[[ DATA PROVIDED open ]]
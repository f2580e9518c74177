use std::path::PathBuf;
use std::sync::Arc;

use anyhow::Context;
use clap::Parser;
use ns_core::logging::init_logging;
use ns_core::AppConfig;
use ns_scrapers::{handle_search, handle_url, SearchArgs, SearchManager, UrlArgs};
use ns_web::AppState;
use tracing::{info, warn};

#[derive(Parser, Debug)]
#[command(author, version, about = "Search Naver news, extract article bodies and analyze them", long_about = None)]
pub struct Cli {
    /// Log filter used when RUST_LOG is not set
    #[arg(long, default_value = "info")]
    log_level: String,
    #[arg(long, help = "Model to use for analysis. Available models: openai (default), dummy")]
    model: Option<String>,
    #[command(subcommand)]
    command: Commands,
}

#[derive(clap::Subcommand, Debug)]
enum Commands {
    /// Serve the HTTP API
    Serve {
        #[arg(long)]
        host: Option<String>,
        #[arg(long)]
        port: Option<u16>,
    },
    /// Search, fetch and extract articles
    Search(SearchArgs),
    /// Fetch and extract a single article URL
    Url(UrlArgs),
    /// Search and run a prompt over the accepted articles
    Analyze {
        query: String,
        /// Instruction given to the model
        #[arg(short, long)]
        prompt: String,
        #[arg(short, long, default_value_t = 10)]
        display: u32,
    },
    /// Turn a voice recording into text, optionally searching with it
    Transcribe {
        /// Audio file (wav, mp3, m4a, webm, ...)
        file: PathBuf,
        /// Search news with the transcribed text
        #[arg(long)]
        search: bool,
        #[arg(short, long, default_value_t = 10)]
        display: u32,
    },
}

#[tokio::main]
async fn main() -> anyhow::Result<()> {
    // A missing .env is normal in production.
    let _ = dotenvy::dotenv();
    let cli = Cli::parse();
    init_logging(&cli.log_level);

    let mut config = AppConfig::from_env().context("failed to load configuration")?;
    if let Some(model) = cli.model {
        config.inference.model = model;
    }

    match cli.command {
        Commands::Serve { host, port } => {
            if let Some(host) = host {
                config.server.host = host;
            }
            if let Some(port) = port {
                config.server.port = port;
            }
            config.validate().context("refusing to start")?;

            let manager = SearchManager::from_config(&config)?;
            let inference_model = match ns_inference::create_model(&config.inference) {
                Ok(model) => {
                    info!("🧠 Inference model initialized (using {})", model.name());
                    Some(model)
                }
                Err(e) => {
                    warn!("⚠️ Analysis disabled: {}", e);
                    None
                }
            };

            let transcriber = match ns_inference::create_transcriber(&config.inference) {
                Ok(transcriber) => Some(transcriber),
                Err(e) => {
                    warn!("⚠️ Transcription disabled: {}", e);
                    None
                }
            };

            let state = AppState {
                manager: Arc::new(manager),
                inference_model,
                transcriber,
            };
            ns_web::serve(state, &config.server).await?;
        }
        Commands::Search(args) => {
            config.validate()?;
            let manager = SearchManager::from_config(&config)?;
            handle_search(args, &manager).await?;
        }
        Commands::Url(args) => {
            let manager = SearchManager::from_config(&config)?;
            handle_url(args, &manager).await?;
        }
        Commands::Analyze { query, prompt, display } => {
            config.validate()?;
            let model = ns_inference::create_model(&config.inference)?;
            let manager = SearchManager::from_config(&config)?;

            let assembly = manager.search(&query, display).await?;
            if assembly.response.is_empty() {
                println!("No articles found for '{}'", query);
                return Ok(());
            }
            info!("🧠 Analyzing {} articles with {}", assembly.response.total, model.name());
            let analysis = model.analyze(&prompt, &assembly.response.articles).await?;
            println!("{}", analysis);
        }
        Commands::Transcribe { file, search, display } => {
            if search {
                config.validate()?;
            }
            let transcriber = ns_inference::create_transcriber(&config.inference)?;
            let audio = tokio::fs::read(&file)
                .await
                .with_context(|| format!("failed to read {}", file.display()))?;
            let filename = file
                .file_name()
                .and_then(|name| name.to_str())
                .unwrap_or_default();

            info!("🎤 Transcribing {} ({} bytes)", file.display(), audio.len());
            let text = transcriber.transcribe(audio, filename).await?;
            println!("{}", text);

            if search {
                let manager = SearchManager::from_config(&config)?;
                let args = SearchArgs {
                    query: text,
                    display,
                    json: false,
                    show_dropped: false,
                };
                handle_search(args, &manager).await?;
            }
        }
    }

    Ok(())
}

#[cfg(test)]
mod tests {
    use super::*;
    use clap::CommandFactory;

    #[test]
    fn test_cli_definition() {
        Cli::command().debug_assert();
    }

    #[test]
    fn test_parse_search() {
        let cli = Cli::try_parse_from(["ns", "search", "주식", "--display", "5", "--show-dropped"]).unwrap();
        match cli.command {
            Commands::Search(args) => {
                assert_eq!(args.query, "주식");
                assert_eq!(args.display, 5);
                assert!(args.show_dropped);
                assert!(!args.json);
            }
            other => panic!("unexpected command: {other:?}"),
        }
    }

    #[test]
    fn test_parse_analyze() {
        let cli = Cli::try_parse_from(["ns", "--model", "dummy", "analyze", "AI", "-p", "요약해줘"]).unwrap();
        assert_eq!(cli.model.as_deref(), Some("dummy"));
        assert!(matches!(cli.command, Commands::Analyze { display: 10, .. }));
    }

    #[test]
    fn test_parse_transcribe() {
        let cli = Cli::try_parse_from(["ns", "transcribe", "voice.m4a", "--search", "-d", "5"]).unwrap();
        match cli.command {
            Commands::Transcribe { file, search, display } => {
                assert_eq!(file, PathBuf::from("voice.m4a"));
                assert!(search);
                assert_eq!(display, 5);
            }
            other => panic!("unexpected command: {other:?}"),
        }
    }
}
[[ DATA PROVIDED closed ]]
> **YOUR INSTRUCTIONS**
The answer is the run of lines above from the line containing "use ns_core::logging::init_logging;" through the line containing "if let Some(host)", copied exactly and alone.

> **ANSWER TO THIS TASK**
use ns_core::logging::init_logging;
use ns_core::AppConfig;
use ns_scrapers::{handle_search, handle_url, SearchArgs, SearchManager, UrlArgs};
use ns_web::AppState;
use tracing::{info, warn};

#[derive(Parser, Debug)]
#[command(author, version, about = "Search Naver news, extract article bodies and analyze them", long_about = None)]
pub struct Cli {
    /// Log filter used when RUST_LOG is not set
    #[arg(long, default_value = "info")]
    log_level: String,
    #[arg(long, help = "Model to use for analysis. Available models: openai (default), dummy")]
    model: Option<String>,
    #[command(subcommand)]
    command: Commands,
}

#[derive(clap::Subcommand, Debug)]
enum Commands {
    /// Serve the HTTP API
    Serve {
        #[arg(long)]
        host: Option<String>,
        #[arg(long)]
        port: Option<u16>,
    },
    /// Search, fetch and extract articles
    Search(SearchArgs),
    /// Fetch and extract a single article URL
    Url(UrlArgs),
    /// Search and run a prompt over the accepted articles
    Analyze {
        query: String,
        /// Instruction given to the model
        #[arg(short, long)]
        prompt: String,
        #[arg(short, long, default_value_t = 10)]
        display: u32,
    },
    /// Turn a voice recording into text, optionally searching with it
    Transcribe {
        /// Audio file (wav, mp3, m4a, webm, ...)
        file: PathBuf,
        /// Search news with the transcribed text
        #[arg(long)]
        search: bool,
        #[arg(short, long, default_value_t = 10)]
        display: u32,
    },
}

#[tokio::main]
async fn main() -> anyhow::Result<()> {
    // A missing .env is normal in production.
    let _ = dotenvy::dotenv();
    let cli = Cli::parse();
    init_logging(&cli.log_level);

    let mut config = AppConfig::from_env().context("failed to load configuration")?;
    if let Some(model) = cli.model {
        config.inference.model = model;
    }

    match cli.command {
        Commands::Serve { host, port } => {
            if let Some(host) = host {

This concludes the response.